Category Archives: Risk

Art meets chemistry meets physics meets finance

Equations (1) and (2) in my “Geometric Brownian Motion Simulations” teaching note represent examples of so-called “Ito diffusions”. Interestingly, when looking at graphs produced by random number generators (such as are utilized by the Brownian Motion spreadsheet model used for this teaching note), people tend to “see” patterns in data even when no such patterns actually exist.

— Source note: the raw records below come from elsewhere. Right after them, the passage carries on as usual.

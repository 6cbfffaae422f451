//! Headless session runner for the Tamagotchi simulation.
//!
//! Owns one pet for the length of a session: a caretaker policy picks a
//! command each step, the pet advances one tick, and every frame is
//! reported through structured logs. Rendering is left to other hosts; this
//! binary only drives the state machine and shows what it produces.
//!
//! # Startup Sequence
//!
//! 1. Initialize structured logging (tracing)
//! 2. Load configuration from `tamagotchi.yaml` (or the first argument)
//! 3. Create the pet and the random event source
//! 4. Load the optional animation table
//! 5. Run the session loop
//! 6. Log the result and print the final snapshot as JSON

mod caretaker;
mod config;
mod error;
mod observer;
mod session;

use std::path::PathBuf;

use tamagotchi_pet::{EventSource, PetState, RandomEvents};
use tracing::info;
use tracing_subscriber::EnvFilter;

use crate::config::TamagotchiConfig;
use crate::error::RunnerError;
use crate::observer::LogObserver;
use crate::session::{SessionBounds, log_session_end, run_session};

/// Default config file, relative to the working directory.
const DEFAULT_CONFIG_PATH: &str = "tamagotchi.yaml";

/// Application entry point.
///
/// # Errors
///
/// Returns an error if configuration or assets cannot be loaded, or the
/// final snapshot cannot be serialized.
#[tokio::main]
async fn main() -> Result<(), Box<dyn std::error::Error>> {
    // 1. Initialize structured logging.
    tracing_subscriber::fmt()
        .with_env_filter(
            EnvFilter::try_from_default_env().unwrap_or_else(|_| EnvFilter::new("info")),
        )
        .with_target(true)
        .init();

    info!("tamagotchi-runner starting");

    // 2. Load configuration.
    let config = load_config()?;
    info!(
        pet = %config.pet.name,
        species = %config.pet.species,
        seed = ?config.session.seed,
        tick_interval_ms = config.session.tick_interval_ms,
        max_ticks = config.session.max_ticks,
        caretaker = ?config.caretaker.mode,
        "Configuration loaded"
    );

    // 3. Create the pet and its event source.
    let mut pet = PetState::from_species_tag(config.pet.name.as_str(), &config.pet.species);
    let (mut events, chatter) = event_sources(config.session.seed);
    info!(pet = pet.name(), species = %pet.species(), "Pet created");

    // 4. Load animations.
    let animations = config.load_animations().map_err(RunnerError::from)?;
    if let Some(table) = &animations {
        info!(species = ?table.species().collect::<Vec<_>>(), "Animation table loaded");
    }

    // 5. Run the session.
    let mut caretaker = config.caretaker.build();
    let mut observer = LogObserver::new(animations, chatter);
    let result = run_session(
        &mut pet,
        caretaker.as_mut(),
        events.as_mut(),
        SessionBounds::from(&config.session),
        &mut observer,
    )
    .await;

    // 6. Report.
    log_session_end(&result);
    let json = serde_json::to_string_pretty(&result).map_err(RunnerError::from)?;
    println!("{json}");

    Ok(())
}

/// Load the runner configuration.
///
/// Uses the path given as the first argument, else `tamagotchi.yaml` in the
/// working directory. A missing default file means defaults.
fn load_config() -> Result<TamagotchiConfig, RunnerError> {
    if let Some(path) = std::env::args_os().nth(1).map(PathBuf::from) {
        return Ok(TamagotchiConfig::from_file(&path)?);
    }
    let default_path = PathBuf::from(DEFAULT_CONFIG_PATH);
    if default_path.exists() {
        Ok(TamagotchiConfig::from_file(&default_path)?)
    } else {
        info!("Config file not found, using defaults");
        let mut config = TamagotchiConfig::default();
        config.apply_env_overrides()?;
        Ok(config)
    }
}

/// The tick event source and the speech chatter source.
///
/// With a seed both are deterministic; the chatter source uses the next
/// seed so the two streams stay independent.
fn event_sources(seed: Option<u64>) -> (Box<dyn EventSource>, Box<dyn EventSource>) {
    match seed {
        Some(seed) => (
            Box::new(RandomEvents::seeded(seed)),
            Box::new(RandomEvents::seeded(seed.wrapping_add(1))),
        ),
        None => (
            Box::new(RandomEvents::from_os_rng()),
            Box::new(RandomEvents::from_os_rng()),
        ),
    }
}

Ito diffusions represent a specific type of reaction-diffusion process. The Wired Magazine article referenced below provides a layman’s explanation of reaction-diffusion processes in chemistry, which are characterized by reactive molecules that can diffuse between cells. A special case of a reaction-diffusion process is a “pure” diffusion process, where substances aren’t transformed into each other but nevertheless randomly spread out over a surface. While the reaction-diffusion process makes for much more aesthetically pleasing art, other so-called diffusion processes (e.g., diffusion of thermal energy as characterized by heat equations or movements of speculative asset prices as characterized by Ito diffusions) similarly generate (what appear to the naked eye to be) “patterns” from randomness.

Hypnotic Art

Hypnotic Art Shows How Patterns Emerge From Randomness in Nature

These digital canvases represent British mathematician Alan Turing‘s theory of morphogenesis.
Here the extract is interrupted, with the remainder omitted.